Mahkemece, Dairemizin bozma ilamı ve tüm dosya kapsamına göre; davacının Euro hesabında 47.000 Euro bulunduğu bunun 27.000 Euro"sunun 43.902,00 TL olarak TL hesabına aktarıldıktan sonra aynı gün içinde 25.000 TL ve 18.900 TL olarak iki parça halinde nakit olarak çekildiği, davacının euro hesabında kalan 20.000 Euro"nun 29.9.2005 tarihinde dolar hesabına 24.036 USD olarak aktarım yapıldıktan sonra aynı gün 12.000 USD"nin nakit olarak çekildiği kalan 12.000 USD"nin 16.000 TL olarak TL hesabına aktarıldıktan sonra 03.10.2005 tarihinde çekildiği yapılan imza incelemesi soncu 23.09.2005 tarihli 25.000 TL ve 18.900 TL nakit para çekme dekontlarındaki imzanın davacının eli ürünü olmadığının anlaşıldığı gerekçesiyle 27.000 Euro’nun dava tarihinde 56.219,40 TL olduğu anlaşıldığından davacının davasının kısmen kabulüne 56.219,40 TL"nin temerrüt tarihi olan 18/01/2010 tarihinden itibaren işleyecek yasal faizi ile birlikte davalıdan alınarak davacıya verilmesine karar verilmiştir.

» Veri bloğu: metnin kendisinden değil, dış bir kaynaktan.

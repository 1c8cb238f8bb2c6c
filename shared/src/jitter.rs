use rand::Rng;

use crate::constants::MIN_JITTER_MARGIN_DEG;
use crate::geometry::slice_width;

/// Largest offset from a slice center that still keeps `margin` degrees away
/// from both borders. Margins below [`MIN_JITTER_MARGIN_DEG`] are raised to it,
/// so a landing never sits on a border.
pub fn max_jitter(slice_count: usize, margin: f64) -> f64 {
    (slice_width(slice_count) / 2.0 - margin.max(MIN_JITTER_MARGIN_DEG)).max(0.0)
}

/// Uniform offset in `[-max_jitter, +max_jitter]`.
pub fn jitter<R: Rng + ?Sized>(rng: &mut R, slice_count: usize, margin: f64) -> f64 {
    let bound = max_jitter(slice_count, margin);
    if bound > 0.0 {
        rng.gen_range(-bound..=bound)
    } else {
        0.0
    }
}

#[cfg(test)]
mod tests {
    use super::*;
    use crate::geometry::{angle_for_index, slice_at_pointer};
    use rand::rngs::SmallRng;
    use rand::SeedableRng;

    #[test]
    fn test_max_jitter() {
        assert_eq!(max_jitter(6, 4.0), 26.0);
        // margin wider than half a slice
        assert_eq!(max_jitter(90, 4.0), 0.0);
    }

    #[test]
    fn test_small_margins_keep_off_the_border() {
        assert_eq!(max_jitter(4, 0.0), 44.5);
        assert_eq!(max_jitter(6, -3.0), 29.5);
        assert_eq!(max_jitter(6, 0.25), 29.5);
        assert_eq!(max_jitter(360, 0.0), 0.0);

        let mut rng = SmallRng::seed_from_u64(13);
        for count in [1, 2, 4, 6] {
            let half_width = slice_width(count) / 2.0;
            for index in 0..count {
                for _ in 0..200 {
                    let offset = jitter(&mut rng, count, 0.0);
                    assert!(offset.abs() <= half_width - MIN_JITTER_MARGIN_DEG);
                    let target = angle_for_index(index, count) + offset;
                    assert_eq!(slice_at_pointer(target, count), index);
                }
            }
        }
    }

    #[test]
    fn test_jitter_respects_bound() {
        let mut rng = SmallRng::seed_from_u64(7);
        for count in [1, 2, 6, 12, 45] {
            let bound = max_jitter(count, 4.0);
            for _ in 0..500 {
                let offset = jitter(&mut rng, count, 4.0);
                assert!(offset.abs() <= bound, "{offset} exceeds {bound}");
            }
        }
    }

    #[test]
    fn test_jitter_is_zero_when_slices_are_narrow() {
        let mut rng = SmallRng::seed_from_u64(1);
        for _ in 0..50 {
            assert_eq!(jitter(&mut rng, 120, 4.0), 0.0);
        }
    }

    #[test]
    fn test_jittered_landing_stays_in_slice() {
        let mut rng = SmallRng::seed_from_u64(42);
        for count in 1..=20 {
            for index in 0..count {
                for _ in 0..20 {
                    let target = angle_for_index(index, count) + jitter(&mut rng, count, 4.0);
                    assert_eq!(slice_at_pointer(target, count), index);
                }
            }
        }
    }

    #[test]
    fn test_jitter_uses_both_sides() {
        let mut rng = SmallRng::seed_from_u64(3);
        let samples: Vec<f64> = (0..200).map(|_| jitter(&mut rng, 6, 4.0)).collect();
        assert!(samples.iter().any(|s| *s < 0.0));
        assert!(samples.iter().any(|s| *s > 0.0));
    }
}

Kararı, taraf vekilleri temyiz etmiştir.
1- Dosyadaki yazılara, mahkemece uyulan bozma kararı gereğince hüküm verilmiş olmasına ve delillerin takdirinde bir isabetsizlik bulunmamasına göre, davalı vekilinin tüm, davacı vekilinin aşağıdaki bendin kapsamı dışındaki sair temyiz itirazları yerinde değildir.

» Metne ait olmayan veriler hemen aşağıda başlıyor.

//! Contract between the wheel and the remote outcome authority.

use thiserror::Error;

use crate::constants::ALREADY_SPUN_MESSAGE;
use crate::wheel::{ConflictBody, SpinOutcome, SpinResponse, StatusResponse};

const HTTP_CONFLICT: u16 = 409;

#[derive(Debug, Clone, PartialEq, Eq, Error)]
pub enum SpinRequestError {
    /// The authority has already recorded a spin for this session.
    #[error("{0}")]
    AlreadySpun(String),
    #[error("spin service unavailable")]
    Unavailable,
}

/// Anything that can ask the authority for an outcome.
///
/// Implementations send at most one request per call and never retry.
#[allow(async_fn_in_trait)]
pub trait SpinClient {
    async fn request_spin(&self) -> Result<SpinOutcome, SpinRequestError>;

    async fn fetch_status(&self) -> Result<StatusResponse, SpinRequestError>;
}

fn is_success(status: u16) -> bool {
    (200..300).contains(&status)
}

/// Classify a raw `POST /api/spin` response.
pub fn classify_spin_response(status: u16, body: &[u8]) -> Result<SpinOutcome, SpinRequestError> {
    if status == HTTP_CONFLICT {
        let message = serde_json::from_slice::<ConflictBody>(body)
            .map(|conflict| conflict.message)
            .unwrap_or_else(|_| ALREADY_SPUN_MESSAGE.to_string());
        return Err(SpinRequestError::AlreadySpun(message));
    }

    if !is_success(status) {
        log::warn!("spin request failed with status {}", status);
        return Err(SpinRequestError::Unavailable);
    }

    match serde_json::from_slice::<SpinResponse>(body) {
        Ok(response) => Ok(response.into()),
        Err(e) => {
            log::warn!("unreadable spin response: {}", e);
            Err(SpinRequestError::Unavailable)
        }
    }
}

/// Classify a raw `GET /api/status` response.
pub fn classify_status_response(
    status: u16,
    body: &[u8],
) -> Result<StatusResponse, SpinRequestError> {
    if !is_success(status) {
        return Err(SpinRequestError::Unavailable);
    }
    serde_json::from_slice(body).map_err(|_| SpinRequestError::Unavailable)
}

#[cfg(test)]
mod tests {
    use super::*;

    #[test]
    fn test_success_is_parsed() {
        let body = br#"{"sliceIndex":1,"label":"USB Flash","prize":true,"allPrizesGone":true}"#;
        let outcome = classify_spin_response(200, body).unwrap();
        assert_eq!(outcome.slice_index, 1);
        assert!(outcome.is_prize);
        assert!(outcome.all_prizes_gone);
    }

    #[test]
    fn test_conflict_carries_server_message() {
        let result = classify_spin_response(409, br#"{"message":"You Have Already Spun"}"#);
        assert_eq!(
            result,
            Err(SpinRequestError::AlreadySpun("You Have Already Spun".to_string()))
        );
    }

    #[test]
    fn test_conflict_without_body_uses_default_message() {
        let result = classify_spin_response(409, b"");
        assert_eq!(
            result,
            Err(SpinRequestError::AlreadySpun(ALREADY_SPUN_MESSAGE.to_string()))
        );
    }

    #[test]
    fn test_other_statuses_are_unavailable() {
        for status in [400, 401, 404, 429, 500, 502, 503] {
            assert_eq!(
                classify_spin_response(status, br#"{"message":"nope"}"#),
                Err(SpinRequestError::Unavailable)
            );
        }
    }

    #[test]
    fn test_malformed_success_is_unavailable() {
        assert_eq!(
            classify_spin_response(200, b"<html>"),
            Err(SpinRequestError::Unavailable)
        );
    }

    #[test]
    fn test_status_response() {
        let status = classify_status_response(200, br#"{"allPrizesGone":true}"#).unwrap();
        assert!(status.all_prizes_gone);
        assert_eq!(
            classify_status_response(503, b""),
            Err(SpinRequestError::Unavailable)
        );
    }
}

2- Dava, davacının mevduat hesabından davalı banka çalışanının hukuka aykırı eylemiyle çekilen paraların faiziyle birlikte iadesi istemine ilişkindir. Davalı banka çalışanının eylemleri banka açısından hem sözleşmeye aykırılık hem de haksız fiil niteliğinde olmakla, 818 sayılı Borçlar Kanunu"nun 98/2 maddesi uyarınca, kural olarak tazminatın haksız fiil tarihinden itibaren faiziyle birlikte iadesi gerekir. Zira haksız fiiller açısından temerrüt tarihi haksız fiilin ika edildiği tarihtir. Davacı tarafından davalıya gönderilen ihtarnamede alacağın faiziyle birlikte iadesi istenmiş olup, ihtarnamede atıfet mehli verilmediği de anlaşıldığından, kuraldan ayrılmayı gerektirecek bir durum bulunmamaktadır. Öte yandan, işin ticari nitelikte olması nedeniyle, mahkemece hükmedilen tazminat tutarına işletilecek faiz oranı, ticari işlerde uygulanması gereken faiz olup, bu faiz 3095 sayılı Kanunun 2/2 maddesi uyarınca avans faiz oranına eşittir. Bu durumda, mahkemece temerrütün başlangıç tarihi ile tazminata işletilecek faiz oranı açısından verilen hüküm isabetli olmayıp kararın bozulması gerekiyor ise de, anılan yanlışlıkların düzeltilmesi yeniden yargılama yapılmasını gerektirmediğinden HUMK 438/7. maddesi hükmü uyarınca kararın düzeltilerek onanmasına karar vermek gerekmiştir.
SONUÇ: Yukarda (1) numaralı bentte açıklanan nedenlerle, davalı vekilinin tüm, davacı vekilinin sair temyiz itirazlarının REDDİNE, (2) numaralı bentte açıklanan nedenlerle, davacı vekilinin temyiz istemlerinin kabulü ile, kararın 1. fıkrasının 2. ve 3. satırlarındaki ""18/01/2010 tarihinden itibaren işleyecek yasal faizi ile birlikte davalıdan alınarak davacıya verilmesine, davacının faiz türüne ilişkin fazlaya ilişkin istemlerinin reddine"" ibaresinin çıkartılarak yerine ""23/09/2005 tarihinden itibaren işleyecek avans faizi ile birlikte davalıdan alınarak davacıya verilmesine"" ibaresinin eklenmesine, hükmün bu şekilde davacı yararına DÜZELTİLEREK ONANMASINA, aşağıda yazılı bakiye 2.880,25 TL temyiz ilam harcının temyiz eden davalıdan alınmasına, ödediği peşin temyiz harcının isteği halinde temyiz eden davacıya iadesine, 07/10/2019 tarihinde oybirliğiyle karar verildi.